EXERCISE INSTRUCTIONS: Go line by line through the data below and count those that hold "value". Return only the number.

RECORDS FOR THIS TASK:
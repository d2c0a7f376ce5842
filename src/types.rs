//! Core types for devfolio.
//!
//! These types define the foundation that everything builds on.
//! They flow through the reactive state layer and define what the renderer understands.

// =============================================================================
// Color
// =============================================================================

/// RGBA color with 8-bit channels (0-255).
///
/// Using integers for exact comparison - no floating point epsilon needed.
/// Alpha 255 = fully opaque, 0 = fully transparent.
/// Special value: r=-1 means "terminal default" (let terminal pick).
#[derive(Debug, Clone, Copy, PartialEq, Eq, Default)]
pub struct Rgba {
    pub r: i16,
    pub g: i16,
    pub b: i16,
    pub a: i16,
}

impl Rgba {
    /// Create a new RGBA color.
    pub const fn new(r: u8, g: u8, b: u8, a: u8) -> Self {
        Self {
            r: r as i16,
            g: g as i16,
            b: b as i16,
            a: a as i16,
        }
    }

    /// Create an opaque RGB color.
    pub const fn rgb(r: u8, g: u8, b: u8) -> Self {
        Self::new(r, g, b, 255)
    }

    /// Terminal default color (let terminal decide).
    pub const TERMINAL_DEFAULT: Self = Self {
        r: -1,
        g: -1,
        b: -1,
        a: -1,
    };

    // Standard colors
    pub const BLACK: Self = Self::rgb(0, 0, 0);
    pub const WHITE: Self = Self::rgb(255, 255, 255);
    pub const GRAY: Self = Self::rgb(128, 128, 128);
    pub const MAGENTA: Self = Self::rgb(255, 0, 255);

    /// Check if this is the terminal default color.
    #[inline]
    pub const fn is_terminal_default(&self) -> bool {
        self.r == -1
    }

    /// Dim the color by a factor (0.0 = black, 1.0 = unchanged).
    #[inline]
    pub fn dim(self, factor: f32) -> Self {
        if self.is_terminal_default() {
            return Self::GRAY;
        }
        Self {
            r: (self.r as f32 * factor).clamp(0.0, 255.0) as i16,
            g: (self.g as f32 * factor).clamp(0.0, 255.0) as i16,
            b: (self.b as f32 * factor).clamp(0.0, 255.0) as i16,
            a: self.a,
        }
    }

    /// Calculate relative luminance for WCAG contrast calculations.
    pub fn relative_luminance(&self) -> f32 {
        if self.is_terminal_default() {
            return 0.0; // Assume dark for the terminal's own colors
        }

        fn channel_luminance(c: i16) -> f32 {
            let c = c as f32 / 255.0;
            if c <= 0.04045 {
                c / 12.92
            } else {
                ((c + 0.055) / 1.055).powf(2.4)
            }
        }

        0.2126 * channel_luminance(self.r)
            + 0.7152 * channel_luminance(self.g)
            + 0.0722 * channel_luminance(self.b)
    }

    /// Calculate WCAG 2.1 contrast ratio between two colors.
    ///
    /// Returns a value between 1.0 and 21.0.
    /// WCAG AA requires 4.5:1 for normal text, 3:1 for large text.
    pub fn contrast_ratio(c1: Self, c2: Self) -> f32 {
        let l1 = c1.relative_luminance();
        let l2 = c2.relative_luminance();
        let lighter = l1.max(l2);
        let darker = l1.min(l2);
        (lighter + 0.05) / (darker + 0.05)
    }

    // =========================================================================
    // Color Parsing
    // =========================================================================

    /// Create from 0xRRGGBB integer format.
    ///
    /// # Examples
    ///
    /// ```
    /// use devfolio::types::Rgba;
    ///
    /// let red = Rgba::from_rgb_int(0xff0000);
    /// assert_eq!(red, Rgba::rgb(255, 0, 0));
    /// ```
    pub const fn from_rgb_int(rgb: u32) -> Self {
        Self::rgb(
            ((rgb >> 16) & 0xFF) as u8,
            ((rgb >> 8) & 0xFF) as u8,
            (rgb & 0xFF) as u8,
        )
    }

    /// Parse hex color string (#RGB, #RRGGBB, #RRGGBBAA).
    ///
    /// Returns None for invalid format.
    ///
    /// # Examples
    ///
    /// ```
    /// use devfolio::types::Rgba;
    ///
    /// let red = Rgba::from_hex("#ff0000").unwrap();
    /// assert_eq!(red, Rgba::rgb(255, 0, 0));
    ///
    /// // #RGB shorthand (expands each digit)
    /// let white = Rgba::from_hex("#fff").unwrap();
    /// assert_eq!(white, Rgba::rgb(255, 255, 255));
    ///
    /// // Without # prefix also works
    /// let blue = Rgba::from_hex("0000ff").unwrap();
    /// assert_eq!(blue, Rgba::rgb(0, 0, 255));
    ///
    /// assert!(Rgba::from_hex("#gg0000").is_none());
    /// ```
    pub fn from_hex(hex: &str) -> Option<Self> {
        let hex = hex.trim().trim_start_matches('#');

        // Helper to parse a single hex digit
        fn hex_digit(c: u8) -> Option<u8> {
            match c {
                b'0'..=b'9' => Some(c - b'0'),
                b'a'..=b'f' => Some(c - b'a' + 10),
                b'A'..=b'F' => Some(c - b'A' + 10),
                _ => None,
            }
        }

        // Helper to parse two hex digits
        fn hex_byte(s: &[u8], i: usize) -> Option<u8> {
            let high = hex_digit(s[i])?;
            let low = hex_digit(s[i + 1])?;
            Some((high << 4) | low)
        }

        let bytes = hex.as_bytes();
        match bytes.len() {
            // #RGB -> expand to #RRGGBB
            3 => {
                let r = hex_digit(bytes[0])?;
                let g = hex_digit(bytes[1])?;
                let b = hex_digit(bytes[2])?;
                Some(Self::rgb((r << 4) | r, (g << 4) | g, (b << 4) | b))
            }
            // #RRGGBB
            6 => {
                let r = hex_byte(bytes, 0)?;
                let g = hex_byte(bytes, 2)?;
                let b = hex_byte(bytes, 4)?;
                Some(Self::rgb(r, g, b))
            }
            // #RRGGBBAA
            8 => {
                let r = hex_byte(bytes, 0)?;
                let g = hex_byte(bytes, 2)?;
                let b = hex_byte(bytes, 4)?;
                let a = hex_byte(bytes, 6)?;
                Some(Self::new(r, g, b, a))
            }
            _ => None,
        }
    }
}

#[cfg(test)]
impl Rgba {
    /// Test-only complement of `is_terminal_default`, mirroring
    /// `ThemeColor::is_rgb` for resolved colors.
    pub(crate) fn is_rgb(&self) -> bool {
        !self.is_terminal_default()
    }
}

// =============================================================================
// Cell Attributes (bitflags)
// =============================================================================

bitflags::bitflags! {
    /// Text attributes as a bitfield for efficient storage and comparison.
    ///
    /// Combine with bitwise OR: `Attr::BOLD | Attr::ITALIC`
    #[derive(Debug, Clone, Copy, PartialEq, Eq, Default)]
    pub struct Attr: u8 {
        const NONE = 0;
        const BOLD = 1 << 0;
        const DIM = 1 << 1;
        const ITALIC = 1 << 2;
        const UNDERLINE = 1 << 3;
        const REVERSE = 1 << 4;
    }
}

// =============================================================================
// Section Geometry
// =============================================================================

/// Vertical extent of a page section, in viewport-relative rows.
///
/// `top` is negative once the section start has scrolled above the viewport,
/// mirroring how a bounding box behaves relative to a scrolled window.
#[derive(Debug, Clone, Copy, PartialEq, Eq)]
pub struct SectionBounds {
    pub top: i32,
    pub bottom: i32,
}

impl SectionBounds {
    /// Create bounds from top/bottom rows.
    pub const fn new(top: i32, bottom: i32) -> Self {
        Self { top, bottom }
    }

    /// Check whether a reference row falls inside these bounds.
    ///
    /// Inclusive on both ends: a section whose bottom edge sits exactly on
    /// the reference row still counts as containing it.
    ///
    /// # Examples
    ///
    /// ```
    /// use devfolio::types::SectionBounds;
    ///
    /// let bounds = SectionBounds::new(-50, 600);
    /// assert!(bounds.contains(100));
    /// assert!(bounds.contains(-50));
    /// assert!(bounds.contains(600));
    /// assert!(!bounds.contains(601));
    /// ```
    #[inline]
    pub const fn contains(&self, offset: i32) -> bool {
        self.top <= offset && offset <= self.bottom
    }
}

// =============================================================================
// Text Alignment
// =============================================================================

/// Horizontal text alignment within a line.
#[derive(Debug, Clone, Copy, PartialEq, Eq, Default)]
pub enum TextAlign {
    #[default]
    Left,
    Center,
    Right,
}

// =============================================================================
// Border Styles
// =============================================================================

/// Border character sets for boxed content (cards, overlays).
#[derive(Debug, Clone, Copy, PartialEq, Eq, Default)]
pub enum BorderStyle {
    #[default]
    Single,
    Rounded,
}

impl BorderStyle {
    /// Border characters: (horizontal, vertical, top-left, top-right,
    /// bottom-right, bottom-left).
    pub const fn chars(&self) -> (&'static str, &'static str, &'static str, &'static str, &'static str, &'static str) {
        match self {
            BorderStyle::Single => ("─", "│", "┌", "┐", "┘", "└"),
            BorderStyle::Rounded => ("─", "│", "╭", "╮", "╯", "╰"),
        }
    }
}

// =============================================================================
// TESTS
// =============================================================================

THE ANSWER: 2